Intensify or Extend?

Key questions

  • How should I make my programme progressive?
  • What do I do when extending is no longer an option?
  • When do I increase the intensity?
  • How can I best create the adaptive signal?

summit Cycle Coaching

Intensify or Extend?

When should I go harder? When should I go longer? This is a great question! For those following/writing a progressive programme you are trying to find the balance of the two. There will be times when it’s best to extend and times when it’s best to intensify. They are two ways of trying to create a progression in your training programme to try and achieve the desired adaptations.


Where to Start?

This was a phrase I first heard first put in those explicit terms on a podcast with Stephen Seiler.
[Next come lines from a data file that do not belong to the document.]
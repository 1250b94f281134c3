//! Vector storage backends.
//!
//! One `VectorStore` instance wraps one similarity-search collection. The
//! recommendation pipeline holds two: CV embeddings (keyed by user id) and
//! job-posting embeddings (keyed by job id).
//!
//! Ordering contract: `query` returns results sorted by descending score, as
//! ranked by the backend. Callers must not re-rank.

use async_trait::async_trait;
use serde_json::{Map, Value};
use thiserror::Error;

use crate::embedding::Embedding;

mod chroma;
mod memory;

pub use chroma::ChromaCollection;
pub use memory::MemoryStore;

/// Scalar metadata attached to a stored vector.
pub type Metadata = Map<String, Value>;

/// A vector as written to and read back from a collection.
#[derive(Debug, Clone, PartialEq)]
pub struct VectorRecord {
    pub id: String,
    pub vector: Embedding,
    pub document: Option<String>,
    pub metadata: Metadata,
}

/// A single similarity-search hit.
#[derive(Debug, Clone, PartialEq)]
pub struct ScoredPoint {
    pub id: String,
    /// Similarity score, higher is more similar. Range is backend-defined.
    pub score: f32,
    pub metadata: Metadata,
}

#[derive(Debug, Error)]
pub enum StoreError {
    #[error("HTTP error: {0}")]
    Http(#[from] reqwest::Error),

    #[error("vector store API error (status {status}): {message}")]
    Api { status: u16, message: String },

    #[error("vector store unavailable: {0}")]
    Unavailable(String),

    #[error("malformed vector store response: {0}")]
    Malformed(String),
}

#[async_trait]
pub trait VectorStore: Send + Sync {
    /// Insert or replace the record with the same id.
    async fn upsert(&self, record: VectorRecord) -> Result<(), StoreError>;

    /// Fetch a record (including its vector) by id.
    async fn get(&self, id: &str) -> Result<Option<VectorRecord>, StoreError>;

    /// Top-k nearest records to `vector`, highest score first.
    async fn query(&self, vector: &[f32], top_k: usize) -> Result<Vec<ScoredPoint>, StoreError>;

    async fn count(&self) -> Result<usize, StoreError>;

    /// Cheap liveness probe of the backend.
    async fn heartbeat(&self) -> Result<(), StoreError>;

    fn name(&self) -> &str;
}
pub mod cache;
pub mod client;
pub mod ratelimit;

pub use client::{retry_rpc, RetryPolicy, RpcClient};
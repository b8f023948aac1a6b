use std::sync::Arc;

use tokio_util::sync::CancellationToken;
use tracing_subscriber::EnvFilter;

use multisig_indexer::config::Config;
use multisig_indexer::health::{self, HealthState};
use multisig_indexer::rpc::RpcClient;
use multisig_indexer::scanner::{self, ScannerStatus};
use multisig_indexer::store::Gateway;

#[tokio::main]
async fn main() -> eyre::Result<()> {
    color_eyre::install()?;

    // Config is loaded before logging is initialized so its own log
    // level / log-to-file settings can drive the subscriber.
    let config = match Config::from_env() {
        Ok(c) => c,
        Err(e) => {
            eprintln!("startup configuration invalid: {e}");
            std::process::exit(1);
        }
    };

    init_logging(&config)?;
    tracing::info!("multisig indexer starting");

    let gw = match Gateway::connect(&config.store_url, &config.store_schema, 10).await {
        Ok(gw) => Arc::new(gw),
        Err(e) => {
            tracing::error!(error = %e, "failed to connect to store");
            std::process::exit(1);
        }
    };

    if let Err(e) = sqlx::migrate!("./migrations").run(gw.pool()).await {
        tracing::error!(error = %e, "failed to run migrations");
        std::process::exit(1);
    }
    tracing::info!(schema = %config.store_schema, "store migrations complete");

    let rpc = match RpcClient::new(
        &config.rpc_url,
        config.rate_limit_requests,
        config.rate_limit_window_ms,
        config.timestamp_cache_size,
    ) {
        Ok(rpc) => Arc::new(rpc),
        Err(e) => {
            tracing::error!(error = %e, "failed to construct RPC client");
            std::process::exit(1);
        }
    };

    let config = Arc::new(config);
    let shutdown = CancellationToken::new();
    let status = ScannerStatus::new();

    let mut handles = Vec::new();

    {
        let config = config.clone();
        let gw = gw.clone();
        let rpc = rpc.clone();
        let status = status.clone();
        let shutdown = shutdown.clone();

        let scanner_handle = tokio::spawn(async move {
            let result = match (config.backfill_from, config.backfill_to) {
                (Some(from), Some(to)) => {
                    tracing::info!(from, to, "running standalone backfill");
                    scanner::run_backfill_only(config, gw, rpc, status, shutdown, from, to).await
                }
                _ => scanner::run(config, gw, rpc, status, shutdown).await,
            };
            if let Err(e) = result {
                tracing::error!(error = %e, "scanner task failed");
            }
        });
        handles.push(scanner_handle);
    }

    if config.health_enabled {
        let health_state = HealthState::new(gw.clone(), rpc.clone(), status.clone(), config.confirmation_depth, config.max_blocks_behind);
        let port = config.health_port;
        let shutdown = shutdown.clone();

        let health_handle = tokio::spawn(async move {
            if let Err(e) = health::serve(health_state, port, shutdown).await {
                tracing::error!(error = %e, "health server failed");
            }
        });
        handles.push(health_handle);
    }

    tracing::info!("indexer running, press Ctrl+C to stop");
    wait_for_shutdown_signal().await;
    tracing::info!("shutdown signal received, stopping tasks");
    shutdown.cancel();

    let deadline = tokio::time::Duration::from_secs(10);
    let joined = tokio::time::timeout(deadline, join_all_handles(handles)).await;

    match joined {
        Ok(()) => {
            tracing::info!("multisig indexer stopped gracefully");
            Ok(())
        }
        Err(_) => {
            tracing::error!("shutdown deadline exceeded, exiting non-zero");
            std::process::exit(1);
        }
    }
}

async fn join_all_handles(handles: Vec<tokio::task::JoinHandle<()>>) {
    for handle in handles {
        let _ = handle.await;
    }
}

fn init_logging(config: &Config) -> eyre::Result<()> {
    let filter = EnvFilter::try_from_default_env().unwrap_or_else(|_| EnvFilter::new(config.log_level.clone()));
    let builder = tracing_subscriber::fmt().with_env_filter(filter).with_target(true).json();

    if config.log_to_file {
        let file = std::fs::OpenOptions::new().create(true).append(true).open("indexer.log")?;
        builder.with_writer(std::sync::Mutex::new(file)).init();
    } else {
        builder.init();
    }
    Ok(())
}

#[cfg(unix)]
async fn wait_for_shutdown_signal() {
    use tokio::signal::unix::{signal, SignalKind};

    let mut sigterm = signal(SignalKind::terminate()).expect("failed to register SIGTERM handler");
    tokio::select! {
        _ = tokio::signal::ctrl_c() => {}
        _ = sigterm.recv() => {}
    }
}

#[cfg(not(unix))]
async fn wait_for_shutdown_signal() {
    let _ = tokio::signal::ctrl_c().await;
}
pub mod abi;
pub mod calldata;
pub mod events;

pub use calldata::{classify_calldata, CalldataParams, TransactionType};
pub use events::{
    daily_limit_topics, decode_event, factory_topics, recovery_topics, wallet_topics,
    whitelist_topics, DecodedEvent, LogMeta,
};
It’s a concept I was familiar with, even though I hadn’t put it into those exact words. As amateur athletes, we all have to look at these two variables when writing our programmes, particularly if we are time-crunched!

 

summit cycle coaching

When I was using the more intensity appraoch, I was using a sweetspot/threshold approach to training. All sessions moved towards the middle and  it led to illness and burnout!

So What’s the Answer?

A mistake I made when I was younger (and for many years!) was to intensify the same workouts week after week as my version of progression. I think this is a mistake a lot of people make!
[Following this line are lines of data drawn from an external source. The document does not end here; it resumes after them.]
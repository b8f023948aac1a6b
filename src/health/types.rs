use serde::Serialize;

#[derive(Debug, Serialize)]
pub struct HealthResponse {
    pub status: String,
    #[serde(rename = "currentBlock")]
    pub current_block: u64,
    #[serde(rename = "lastIndexedBlock")]
    pub last_indexed_block: u64,
    #[serde(rename = "blocksBehind")]
    pub blocks_behind: u64,
    #[serde(rename = "isSyncing")]
    pub is_syncing: bool,
    #[serde(rename = "trackedWallets")]
    pub tracked_wallets: usize,
    #[serde(rename = "rpcOk")]
    pub rpc_ok: bool,
    #[serde(rename = "storeOk")]
    pub store_ok: bool,
}
impl DecodedEvent {
    pub fn meta(&self) -> &LogMeta {
        match self {
            DecodedEvent::WalletCreated { meta, .. }
            | DecodedEvent::WalletRegistered { meta, .. }
            | DecodedEvent::TransactionProposed { meta, .. }
            | DecodedEvent::TransactionApproved { meta, .. }
            | DecodedEvent::ApprovalRevoked { meta, .. }
            | DecodedEvent::TransactionExecuted { meta, .. }
            | DecodedEvent::TransactionCancelled { meta, .. }
            | DecodedEvent::OwnerAdded { meta, .. }
            | DecodedEvent::OwnerRemoved { meta, .. }
            | DecodedEvent::ThresholdChanged { meta, .. }
            | DecodedEvent::ModuleEnabled { meta, .. }
            | DecodedEvent::ModuleDisabled { meta, .. }
            | DecodedEvent::Received { meta, .. }
            | DecodedEvent::RecoverySetup { meta, .. }
            | DecodedEvent::RecoveryInitiated { meta, .. }
            | DecodedEvent::RecoveryApproved { meta, .. }
            | DecodedEvent::RecoveryApprovalRevoked { meta, .. }
            | DecodedEvent::RecoveryExecuted { meta, .. }
            | DecodedEvent::RecoveryCancelled { meta, .. }
            | DecodedEvent::DailyLimitSet { meta, .. }
            | DecodedEvent::DailyLimitReset { meta, .. }
            | DecodedEvent::DailyLimitTransactionExecuted { meta, .. }
            | DecodedEvent::AddressWhitelisted { meta, .. }
            | DecodedEvent::AddressRemovedFromWhitelist { meta, .. }
            | DecodedEvent::WhitelistTransactionExecuted { meta, .. } => meta,
        }
    }
}

/// All topic0 values the scanner should subscribe to when fetching
/// wallet-level logs (i.e. everything except the factory's own events,
/// which are fetched separately against `factory_address`).
pub fn wallet_topics() -> Vec<alloy::primitives::B256> {
    vec![
        wallet_abi::TransactionProposed::SIGNATURE_HASH,
        wallet_abi::TransactionApproved::SIGNATURE_HASH,
        wallet_abi::ApprovalRevoked::SIGNATURE_HASH,
        wallet_abi::TransactionExecuted::SIGNATURE_HASH,
        wallet_abi::TransactionCancelled::SIGNATURE_HASH,
        wallet_abi::OwnerAdded::SIGNATURE_HASH,
        wallet_abi::OwnerRemoved::SIGNATURE_HASH,
        wallet_abi::ThresholdChanged::SIGNATURE_HASH,
        wallet_abi::ModuleEnabled::SIGNATURE_HASH,
        wallet_abi::ModuleDisabled::SIGNATURE_HASH,
        wallet_abi::Received::SIGNATURE_HASH,
    ]
}

pub fn factory_topics() -> Vec<alloy::primitives::B256> {
    vec![
        factory_abi::WalletCreated::SIGNATURE_HASH,
        factory_abi::WalletRegistered::SIGNATURE_HASH,
    ]
}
That’s what the podcast with Stephen Seiler was getting at. Just because you are time-crunched doesn’t mean you just keep making everything more intense.

Before training with Joe Beer I used to complete sessions with the aim of doing them a bit harder than last week. Squeeze out a few more watts!! This intensify approach is limited. There are only so many times you can force more watts out of the same session before you fail.
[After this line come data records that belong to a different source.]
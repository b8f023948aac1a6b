//! Hand-written ABI decoding for raw `eth_call` return values.
//!
//! Every *event* is decoded through alloy's `sol!`/`SolEvent` machinery in
//! `events.rs`; this module exists only for the one case that isn't a
//! logged event — the `getOwners()` read-back used to backfill a
//! late-discovered wallet's owner list (`WalletRegistered`).

use alloy::primitives::U256;

const MAX_ARRAY_LEN: usize = 1000;
const WORD: usize = 32;

#[derive(Debug, thiserror::Error, PartialEq, Eq)]
pub enum AbiDecodeError {
    #[error("return data shorter than one word")]
    Truncated,
    #[error("array length {0} exceeds the maximum of {MAX_ARRAY_LEN}")]
    LengthTooLarge(usize),
    #[error("return data too short for array of length {length}: need {needed} bytes, got {got}")]
    DataTooShort { length: usize, needed: usize, got: usize },
}

/// Decode the ABI-encoded return value of a `function f() returns
/// (address[])` call: a head word pointing at the array, then the
/// array's own length word, then one right-aligned address per 32-byte
/// slot.
pub fn decode_owners_return(data: &[u8]) -> Result<Vec<String>, AbiDecodeError> {
    if data.len() < WORD {
        return Err(AbiDecodeError::Truncated);
    }
    let offset = U256::from_be_slice(&data[0..WORD]).to::<usize>();
    decode_address_array(data, offset)
}

/// Decode an ABI dynamic `address[]` whose length word begins at
/// `offset` bytes into `data`. Shared by the `getOwners()` return-value
/// path above and by the calldata decoder's `setupRecovery(address[],
/// ...)` argument.
pub fn decode_address_array(data: &[u8], offset: usize) -> Result<Vec<String>, AbiDecodeError> {
    if data.len() < offset + WORD {
        return Err(AbiDecodeError::Truncated);
    }

    let length = U256::from_be_slice(&data[offset..offset + WORD]).to::<usize>();
    if length > MAX_ARRAY_LEN {
        return Err(AbiDecodeError::LengthTooLarge(length));
    }

    let needed = WORD + WORD * length;
    let available = data.len() - offset;
    if available < needed {
        return Err(AbiDecodeError::DataTooShort { length, needed, got: available });
    }

    let items_start = offset + WORD;
    let mut owners = Vec::with_capacity(length);
    for i in 0..length {
        let slot_start = items_start + i * WORD;
        let slot = &data[slot_start..slot_start + WORD];
        owners.push(format!("0x{}", hex::encode(&slot[12..32])));
    }

    Ok(owners)
}

#[cfg(test)]
mod tests {
    use super::*;

    fn word_of(value: u64) -> [u8; 32] {
        let mut w = [0u8; 32];
        w[24..32].copy_from_slice(&value.to_be_bytes());
        w
    }

    fn address_word(last_byte: u8) -> [u8; 32] {
        let mut w = [0u8; 32];
        w[31] = last_byte;
        w
    }

    fn build_owners_return(owners: &[u8]) -> Vec<u8> {
        let mut buf = Vec::new();
        buf.extend_from_slice(&word_of(32)); // offset: array starts right after this word
        buf.extend_from_slice(&word_of(owners.len() as u64)); // length
        for &o in owners {
            buf.extend_from_slice(&address_word(o));
        }
        buf
    }

    #[test]
    fn decodes_a_well_formed_owners_array() {
        let data = build_owners_return(&[0x11, 0x22, 0x33]);
        let owners = decode_owners_return(&data).expect("should decode");
        assert_eq!(owners.len(), 3);
        assert!(owners[0].ends_with("11"));
        assert!(owners[2].ends_with("33"));
    }

    #[test]
    fn empty_array_decodes_to_empty_vec() {
        let data = build_owners_return(&[]);
        let owners = decode_owners_return(&data).expect("should decode");
        assert!(owners.is_empty());
    }

    #[test]
    fn rejects_length_over_the_cap() {
        let mut buf = Vec::new();
        buf.extend_from_slice(&word_of(32));
        buf.extend_from_slice(&word_of(1001));
        let err = decode_owners_return(&buf).unwrap_err();
        assert_eq!(err, AbiDecodeError::LengthTooLarge(1001));
    }

    #[test]
    fn rejects_data_shorter_than_the_declared_length_requires() {
        let mut buf = Vec::new();
        buf.extend_from_slice(&word_of(32));
        buf.extend_from_slice(&word_of(5)); // claims 5 owners
        buf.extend_from_slice(&address_word(0xaa)); // but only provides 1
        let err = decode_owners_return(&buf).unwrap_err();
        assert!(matches!(err, AbiDecodeError::DataTooShort { length: 5, .. }));
    }

    #[test]
    fn rejects_truncated_head_word() {
        let err = decode_owners_return(&[0u8; 10]).unwrap_err();
        assert_eq!(err, AbiDecodeError::Truncated);
    }
}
If you listen to Kolie Moore on the Empirical Cycling Podcast it is a concept he also talks about a lot. Around the time I started listening to his podcasts I had just started using the WKO5 software and that has this concept built-in.

The software will give you an estimated FTP and also a TTE (time to exhaustion). Basically how long the software thinks you can maintain the estimated FTP. This concept makes a lot more sense to me than just an FTP number.

When and Why to Extend


If in the WKO5 example the TTE is on the lower side (30-40 minutes) it is well worth working to extend the FTP. This can be done by continuing to work with your established zones and in your sessions with high intensity don’t increase the target watts, look to gradually increase the accumulated time in the intervals. For example, if you are doing a sweet spot session make sure you are getting enough of a stimulus to be of benefit and each week either add an extra interval or add a minute or two to each interval (eg. if you did 6×10 minutes one week, maybe it’s 7×10 the next week or maybe 6×12 minutes).

In this example FTP = 298 and TTE = 41:08

 

When Do You Choose to Intensify?

 

I think for most people, particularly those that are time-crunched, the time to intensify and move the watts on comes when you have extended the TTE to 50-60 minutes and that often means sessions are getting too long to be fitted in and perhaps they are less effective too. So in this situation, it is time to re-test and set new zones.

I love the new metabolic testing I’ve been doing this year and it will show you clear changes in your performance and gives you clear zones to begin your next block at a higher level of intensity.

summit Cycle Coaching

Summary

I think the key is that as a general rule you will get far greater long term gains from focussing more of your progression around extending your training efforts and then occasionally re-testing and adding a little more intensity.

This is a far more sustainable training approach, which in endurance performance is crucial. The gains don’t come from a magic set of intervals or a massive weekend, a much longer-term view is needed and a great focus on progression through extending will help succeed in this.